BFCS sub-recipients have witnessed first-hand the phenomenon known as the “great resignation”. Several vacancies exist in community-based agencies and they have been difficult to fill.
Emerging issues and capacity and resources to address them
Emerging public health issues are varied and have highly consequential impacts on the lives of NH residents. One of these is access to family planning services. The likelihood of Roe v. Wade being overturned has paved the way for states across the nation, including NH, to enact legislation to restrict access to services. New Hampshire has seen this with the dis-approval of three contracts due to agencies’ offering of services outside their Title X Family Planning project. The three agencies were among the top performers for family planning services in the FP program. MCH hands are tied in the face of legislated mandates.
Another area of concern is access to broadband internet for clients who live in rural areas. Not having access to broadband has led to a delay or halt in agencies’ ability to serve their clients through telehealth, especially during the COVID emergency. Access to telehealth could also mitigate the effects of staff shortages among providers, but the primary beneficiaries would be the population seeking services and no longer needing to drive long distances. MCH and partners are supportive of legislation and policy to expand broadband for all NH residents.
NH has among the highest rates of alcohol consumption in the country. The most current YRBS data reported that 27% of high school youth drink alcohol, with rates highest among those of color (31% for Hispanic youth). NH’s Personal Responsibility Education Program (PREP) provides evidence-based, age-appropriate education geared towards the development of social and emotional skills young people need to have healthy relationships, to make responsible decisions, and for positive youth development.

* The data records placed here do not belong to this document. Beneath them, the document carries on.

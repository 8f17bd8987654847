//! In-place rendering of one frame region.

use crate::color::Color;
use crate::control::{Control, ControlCode};
use crate::render::{RenderOptions, Renderable};
use crate::segment::{self, Segment};
use crate::style::Style;

/// What to do with a frame taller than the console.
#[derive(Debug, Clone, Copy, PartialEq, Eq, Default)]
pub enum VerticalOverflow {
    /// Drop lines past the console height.
    Crop,
    /// Drop lines and show `...` on the last visible line.
    #[default]
    Ellipsis,
    /// Keep every line; the region may scroll out of reach.
    Visible,
}

/// Renders a renderable into a region that can be overwritten in place.
///
/// The region remembers its shape. It only ever grows: a frame smaller than
/// the last one is padded with blank cells so stale content is overwritten.
pub struct LiveRender {
    renderable: Box<dyn Renderable>,
    style: Option<Style>,
    vertical_overflow: VerticalOverflow,
    shape: (usize, usize),
}

impl LiveRender {
    pub fn new(renderable: Box<dyn Renderable>) -> Self {
        Self {
            renderable,
            style: None,
            vertical_overflow: VerticalOverflow::default(),
            shape: (0, 0),
        }
    }

    pub fn with_style(mut self, style: Style) -> Self {
        self.style = Some(style);
        self
    }

    pub fn with_vertical_overflow(mut self, vertical_overflow: VerticalOverflow) -> Self {
        self.vertical_overflow = vertical_overflow;
        self
    }

    pub fn set_renderable(&mut self, renderable: Box<dyn Renderable>) {
        self.renderable = renderable;
    }

    pub fn set_vertical_overflow(&mut self, vertical_overflow: VerticalOverflow) {
        self.vertical_overflow = vertical_overflow;
    }

    /// The region's current (width, height).
    pub fn shape(&self) -> (usize, usize) {
        self.shape
    }

    /// Forget the region, as if nothing had been drawn.
    pub fn reset_shape(&mut self) {
        self.shape = (0, 0);
    }

    /// Move from the end of the drawn region to its first column and row,
    /// erasing each line on the way.
    ///
    /// Empty when nothing has been drawn yet.
    pub fn position_cursor(&self) -> Control {
        let (_, height) = self.shape;
        if height == 0 {
            return Control::default();
        }
        let mut codes = vec![ControlCode::CarriageReturn, ControlCode::EraseLine];
        for _ in 1..height {
            codes.push(ControlCode::CursorUp(1));
            codes.push(ControlCode::EraseLine);
        }
        Control::new(codes)
    }

    /// Erase the region from the line below it.
    ///
    /// Leaves the cursor where the region started.
    pub fn restore_cursor(&self) -> Control {
        let (_, height) = self.shape;
        if height == 0 {
            return Control::default();
        }
        let mut codes = vec![ControlCode::CarriageReturn];
        for _ in 0..height {
            codes.push(ControlCode::CursorUp(1));
            codes.push(ControlCode::EraseLine);
        }
        Control::new(codes)
    }

    /// Render the next frame, growing the stored shape to cover it.
    ///
    /// Lines are separated by newlines; the cursor is left at the end of the
    /// last line.
    pub fn render_frame(&mut self, options: &RenderOptions) -> Vec<Segment> {
        let style = self.style.as_ref();
        let mut lines = segment::split_and_crop_lines(
            self.renderable.render(options),
            options.max_width,
            style,
            false,
            false,
        );

        let max_height = options.size.1;
        if lines.len() > max_height {
            match self.vertical_overflow {
                VerticalOverflow::Crop => lines.truncate(max_height),
                VerticalOverflow::Ellipsis => {
                    lines.truncate(max_height.saturating_sub(1));
                    lines.push(ellipsis_line(options.max_width));
                }
                VerticalOverflow::Visible => {}
            }
        }

        let (new_width, new_height) = segment::get_shape(&lines);
        let (old_width, old_height) = self.shape;
        self.shape = (
            new_width.max(old_width.min(options.max_width)),
            new_height.max(old_height),
        );
        tracing::trace!(width = self.shape.0, height = self.shape.1, "live frame shape");

        let (width, height) = self.shape;
        let lines = segment::set_shape(&lines, width, Some(height), style);
        let mut segments = Vec::new();
        for (index, line) in lines.into_iter().enumerate() {
            if index > 0 {
                segments.push(Segment::line());
            }
            segments.extend(line);
        }
        segments
    }
}

fn ellipsis_line(width: usize) -> Vec<Segment> {
    let style = Style::null().bold(true).fg(Color::from_ansi(1));
    let padding = width.saturating_sub(3) / 2;
    let mut line = Vec::new();
    if padding > 0 {
        line.push(Segment::new(" ".repeat(padding)));
    }
    line.push(Segment::styled("...", style));
    line
}

#[cfg(test)]
mod tests {
    use super::*;
    use crate::text::Text;

    fn frame_lines(live: &mut LiveRender, options: &RenderOptions) -> Vec<String> {
        let text: String = live.render_frame(options).into_iter().map(|s| s.text).collect();
        text.split('\n').map(str::to_string).collect()
    }

    #[test]
    fn nothing_drawn_needs_no_repositioning() {
        let live = LiveRender::new(Box::new(Text::new("x")));
        assert!(live.position_cursor().is_empty());
        assert!(live.restore_cursor().is_empty());
        assert_eq!(live.shape(), (0, 0));
    }

    #[test]
    fn shrinking_frame_leaves_no_residue() {
        let options = RenderOptions::new(20);
        let mut live = LiveRender::new(Box::new(Text::new("one\ntwo\nthree")));
        assert_eq!(frame_lines(&mut live, &options), vec!["one  ", "two  ", "three"]);
        assert_eq!(live.shape(), (5, 3));

        live.set_renderable(Box::new(Text::new("x")));
        assert_eq!(frame_lines(&mut live, &options), vec!["x    ", "     ", "     "]);
        assert_eq!(live.shape(), (5, 3));
    }

    #[test]
    fn width_shrinks_with_console() {
        let mut live = LiveRender::new(Box::new(Text::new("abcdef")));
        frame_lines(&mut live, &RenderOptions::new(20));
        live.set_renderable(Box::new(Text::new("ab")));
        assert_eq!(frame_lines(&mut live, &RenderOptions::new(4)), vec!["ab  "]);
    }

    #[test]
    fn position_cursor_erases_each_line() {
        let mut live = LiveRender::new(Box::new(Text::new("a\nb\nc")));
        live.render_frame(&RenderOptions::new(10));
        assert_eq!(
            live.position_cursor().as_str(),
            "\r\x1b[2K\x1b[1A\x1b[2K\x1b[1A\x1b[2K"
        );
        assert_eq!(
            live.restore_cursor().as_str(),
            "\r\x1b[1A\x1b[2K\x1b[1A\x1b[2K\x1b[1A\x1b[2K"
        );
        live.reset_shape();
        assert!(live.position_cursor().is_empty());
    }

    #[test]
    fn vertical_overflow_methods() {
        let mut options = RenderOptions::new(7);
        options.size = (7, 2);
        let tall = || Box::new(Text::new("1\n2\n3\n4")) as Box<dyn Renderable>;

        let mut crop = LiveRender::new(tall()).with_vertical_overflow(VerticalOverflow::Crop);
        assert_eq!(frame_lines(&mut crop, &options), vec!["1", "2"]);

        let mut ellipsis = LiveRender::new(tall());
        assert_eq!(frame_lines(&mut ellipsis, &options), vec!["1    ", "  ..."]);

        let mut visible = LiveRender::new(tall()).with_vertical_overflow(VerticalOverflow::Visible);
        assert_eq!(frame_lines(&mut visible, &options).len(), 4);
    }
}
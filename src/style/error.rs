//! Error types for style definitions.

/// A style definition could not be parsed.
#[derive(Debug, Clone, PartialEq, Eq, thiserror::Error)]
#[error("invalid style {definition:?} at {token:?}: {reason}")]
pub struct StyleSyntaxError {
    pub definition: String,
    /// The word that could not be interpreted.
    pub token: String,
    pub reason: String,
}

impl StyleSyntaxError {
    pub(crate) fn new(definition: &str, token: &str, reason: impl Into<String>) -> Self {
        Self {
            definition: definition.to_string(),
            token: token.to_string(),
            reason: reason.into(),
        }
    }
}

/// Errors from [`StyleStack`](super::StyleStack) operations.
#[derive(Debug, Clone, PartialEq, Eq, thiserror::Error)]
pub enum StyleStackError {
    #[error("cannot pop the base style of a style stack")]
    PopBase,
}
//! Error types for color parsing.

/// A color definition could not be parsed.
#[derive(Debug, Clone, PartialEq, Eq, thiserror::Error)]
#[error("invalid color {input:?}: {reason}")]
pub struct ColorParseError {
    /// The definition as given by the caller.
    pub input: String,
    pub reason: String,
}

impl ColorParseError {
    pub(crate) fn new(input: &str, reason: impl Into<String>) -> Self {
        Self {
            input: input.to_string(),
            reason: reason.into(),
        }
    }
}
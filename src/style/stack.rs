//! A stack of nested styles.

use super::{Style, StyleStackError};

/// Tracks the effective style while nested styles are pushed and popped.
///
/// Each entry is the combination of everything below it, so reading the
/// current style and popping are both O(1).
#[derive(Debug, Clone)]
pub struct StyleStack {
    stack: Vec<Style>,
}

impl StyleStack {
    pub fn new(base: Style) -> Self {
        Self { stack: vec![base] }
    }

    /// The effective style at the top of the stack.
    pub fn current(&self) -> &Style {
        // the base entry is never popped
        &self.stack[self.stack.len() - 1]
    }

    /// Layer `style` over the current style.
    pub fn push(&mut self, style: &Style) {
        let combined = self.current().combine(style);
        self.stack.push(combined);
    }

    /// Restore the previous style, returning the one removed.
    pub fn pop(&mut self) -> Result<Style, StyleStackError> {
        if self.stack.len() <= 1 {
            return Err(StyleStackError::PopBase);
        }
        self.stack.pop().ok_or(StyleStackError::PopBase)
    }

    /// Number of pushed styles above the base.
    pub fn depth(&self) -> usize {
        self.stack.len() - 1
    }
}

impl Default for StyleStack {
    fn default() -> Self {
        Self::new(Style::null())
    }
}
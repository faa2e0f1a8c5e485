//! # jsonprobe
//!
//! A defensive layer for reading JSON of unknown shape: every accessor asserts
//! the shape it needs and, when the data disagrees, fails with a message that
//! says exactly where and how.
//!
//! ## Overview
//!
//! Decoded JSON is navigated through accessors that carry a pointer to their
//! position in the document. Shape mismatches surface as [`AssertionFailed`]
//! errors such as `Expected $.users[0].age to be a number, string given.`
//! Data that may be missing is read through [`OptionalValue`], and data that
//! may take one of several shapes through [`Value::either`], which reports
//! every alternative that failed.
//!
//! ## Core Types
//!
//! - [`Json`]: Entry point for decoding text into a [`Document`]
//! - [`Value`]: Strict accessor for a node at a [`JsonPath`]
//! - [`OptionalValue`]: Accessor for a node that may be absent or null
//! - [`AssertionFailed`]: A shape mismatch, possibly aggregating several
//! - [`Validator`]: Anything that can accept or reject a value
//!
//! ## Example
//!
//! ```rust
//! use jsonprobe::{AssertionFailed, Json, Value};
//!
//! #[derive(Debug, PartialEq)]
//! struct User<'a> {
//!     name: &'a str,
//!     age: Option<i64>,
//! }
//!
//! fn user<'a>(json: &Value<'a>) -> Result<User<'a>, AssertionFailed> {
//!     Ok(User {
//!         name: json.field("name")?.string()?,
//!         age: json.opt_field("age")?.int()?,
//!     })
//! }
//!
//! let document = Json::parse(r#"{"name": "Alice"}"#).unwrap();
//! assert_eq!(document.root().apply(user).unwrap(), User { name: "Alice", age: None });
//!
//! let document = Json::parse(r#"{"name": "Bob", "age": "old"}"#).unwrap();
//! assert_eq!(
//!     document.root().apply(user).unwrap_err().to_string(),
//!     "Expected $.age to be a number, string given."
//! );
//! ```

pub mod error;
pub mod json;
pub mod options;
pub mod path;
pub mod validation;
pub mod value;

#[cfg(feature = "json-schema")]
pub mod interop;
#[cfg(feature = "json-schema")]
pub mod registry;

pub use error::{
    AssertionFailed, CantDecode, CantEncode, Error, ManyAssertionsFailed, Runtime,
    TryIntoAssertion,
};
pub use json::{Document, Json};
pub use options::{EncodeOptions, ParseOptions, DEFAULT_MAX_DEPTH};
pub use path::{JsonPath, PathSegment};
pub use validation::Validator;
pub use value::{formats, Alternative, EnumKey, EnumRepr, Enumeration, OptionalValue, Value};

#[cfg(feature = "json-schema")]
pub use interop::JsonSchema;
#[cfg(feature = "json-schema")]
pub use registry::{RegistryError, SchemaRepository};

/// Type alias for the result of a single assertion.
pub type AssertionResult<T> = Result<T, AssertionFailed>;
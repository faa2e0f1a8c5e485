//! Repository of JSON Schemas addressed by slug.
//!
//! This module provides the [`SchemaRepository`] type that stores schemas
//! under short names and lets them refer to one another by URI.

use indexmap::IndexMap;
use parking_lot::RwLock;
use serde_json::Value as JsonValue;
use std::sync::Arc;
use tracing::debug;

use crate::error::{Error, Runtime};
use crate::interop::JsonSchema;
use crate::json::Document;
use crate::validation::Validator;
use crate::value::Value;

struct Entry {
    document: JsonValue,
    schema: Arc<JsonSchema>,
}

/// Type alias for the schema storage map, in registration order.
type SchemaMap = Arc<RwLock<IndexMap<String, Entry>>>;

/// A thread-safe repository of named JSON Schemas.
///
/// Each schema is identified by its slug appended to the repository's base
/// URI. A schema may `$ref` any schema registered before it by that URI.
///
/// # Thread Safety
///
/// The repository uses `Arc<RwLock<...>>` for thread-safe access:
/// - Multiple threads can validate concurrently (read-only access)
/// - Registration operations are serialized (write access)
///
/// Clones share the same storage.
///
/// # Example
///
/// ```rust
/// use jsonprobe::SchemaRepository;
/// use serde_json::json;
///
/// let repository = SchemaRepository::new("https://example.com/schemas/");
///
/// repository.register("id", &json!({"type": "integer", "minimum": 1})).unwrap();
/// repository.register("user", &json!({
///     "type": "object",
///     "properties": {"id": {"$ref": "https://example.com/schemas/id"}},
///     "required": ["id"]
/// })).unwrap();
///
/// assert!(repository.parse("user", r#"{"id": 7}"#).is_ok());
/// assert!(repository.parse("user", r#"{"id": 0}"#).is_err());
/// ```
#[derive(Clone)]
pub struct SchemaRepository {
    base_uri: String,
    schemas: SchemaMap,
}

impl SchemaRepository {
    /// Creates an empty repository whose schemas live under `base_uri`.
    pub fn new(base_uri: impl Into<String>) -> Self {
        Self {
            base_uri: base_uri.into(),
            schemas: Arc::new(RwLock::new(IndexMap::new())),
        }
    }

    /// The URI prefix shared by every schema in this repository.
    pub fn base_uri(&self) -> &str {
        &self.base_uri
    }

    /// The URI identifying the schema registered under `slug`.
    pub fn reference(&self, slug: &str) -> String {
        format!("{}{}", self.base_uri, slug)
    }

    /// Compiles and stores a schema under the given slug.
    ///
    /// # Errors
    ///
    /// Returns `RegistryError::DuplicateSlug` if the slug is already taken and
    /// `RegistryError::InvalidSchema` if the schema does not compile.
    pub fn register(&self, slug: impl Into<String>, schema: &JsonValue) -> Result<(), RegistryError> {
        let slug = slug.into();
        let mut schemas = self.schemas.write();

        if schemas.contains_key(&slug) {
            return Err(RegistryError::DuplicateSlug(slug));
        }

        let references: Vec<(String, &JsonValue)> = schemas
            .iter()
            .map(|(known, entry)| (self.reference(known), &entry.document))
            .collect();

        let compiled = JsonSchema::compile(
            self.reference(&slug),
            schema,
            references.iter().map(|(uri, document)| (uri.as_str(), *document)),
        )
        .map_err(|source| RegistryError::InvalidSchema {
            slug: slug.clone(),
            source,
        })?;

        debug!(slug = %slug, reference = %compiled.reference(), "registered JSON Schema");

        schemas.insert(
            slug,
            Entry {
                document: schema.clone(),
                schema: Arc::new(compiled),
            },
        );
        Ok(())
    }

    /// Retrieves a schema by slug.
    pub fn get(&self, slug: &str) -> Option<Arc<JsonSchema>> {
        self.schemas
            .read()
            .get(slug)
            .map(|entry| Arc::clone(&entry.schema))
    }

    /// Returns true if a schema is registered under `slug`.
    pub fn contains(&self, slug: &str) -> bool {
        self.schemas.read().contains_key(slug)
    }

    /// Returns the registered slugs in registration order.
    pub fn slugs(&self) -> Vec<String> {
        self.schemas.read().keys().cloned().collect()
    }

    /// Returns the number of registered schemas.
    pub fn len(&self) -> usize {
        self.schemas.read().len()
    }

    /// Returns true if no schema is registered.
    pub fn is_empty(&self) -> bool {
        self.schemas.read().is_empty()
    }

    /// Validates a value against the schema registered under `slug`.
    ///
    /// # Errors
    ///
    /// Returns [`Error::Runtime`] if no such schema exists, otherwise whatever
    /// the schema rejects the value with.
    pub fn validate(&self, slug: &str, json: &Value<'_>) -> Result<(), Error> {
        self.lookup(slug)?.validate(json)
    }

    /// Decodes text, then validates the root against the schema registered
    /// under `slug`.
    pub fn parse(&self, slug: &str, source: &str) -> Result<Document, Error> {
        self.lookup(slug)?.parse(source)
    }

    fn lookup(&self, slug: &str) -> Result<Arc<JsonSchema>, Runtime> {
        self.get(slug).ok_or_else(|| {
            Runtime::new(format!(
                "No JSON Schema registered as {}",
                self.reference(slug)
            ))
        })
    }
}

/// Errors that can occur during repository operations.
#[derive(Debug, thiserror::Error)]
pub enum RegistryError {
    /// Attempted to register a schema under a slug that already exists.
    #[error("schema '{0}' already registered")]
    DuplicateSlug(String),

    /// The schema could not be compiled.
    #[error("schema '{slug}' is invalid: {source}")]
    InvalidSchema {
        slug: String,
        #[source]
        source: Runtime,
    },
}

PREP can address this issue by including education on alcohol consumption, and the program could be expanded to areas of the State where a higher percentage of Hispanic youth reside.
STI/STDs increased during the pandemic due to limited access to testing (and subsequent treatment). Untreated STIs/STDs can lead to infertility and adverse maternal and newborn outcomes. MCH will continue to promote the availability of free condoms and HIV self-testing kits made available by the Bureau of Infectious Disease Controls’ HIV section funding. MCH will also continue to partner with the NH Public Health Laboratories to offer free STD/HIV testing to family planning clients, who are eligible, and enrolled in the NH Title X project.
The Family Planning Program, within MCH, has also started a condom distribution project which provides free condoms within two food establishment bathrooms. The condoms include a QR code on the wrapper, which allows patrons to scan with mobile phones to find available family planning services, including STD testing and treatment. The food establishments are located near universities and populations of young people. The program anticipates expanding this project in 2022-2023.
The State of NH continues, as before the pandemic, to struggle with the issues of mental illness and substance use disorder statewide. Lack of mental health and SUD providers is impacting care globally, and lack of mental health care for children is a major component of this issue. The MCH section is currently drafting an RFA for primary care providers who are interested in creating/expanding access to school-based health services (primary care and/or behavioral health) in the school setting, for students in grades K-12.
The lack of pediatric providers, nurses and personal care staff continues to be an obstacle for families with and without CSHCN. There continues to be a shortage of in-home care providers as well, which prevents families from accessing these services and getting respite breaks. Travel to specialty pediatric hospitals is always challenging, as there are great distances to cover. Recent increases in gas prices will further compound this challenge for families who often need to travel into other states for specialty care providers. Families report a rise in behavioral health needs in children – with insufficient capacity to address them.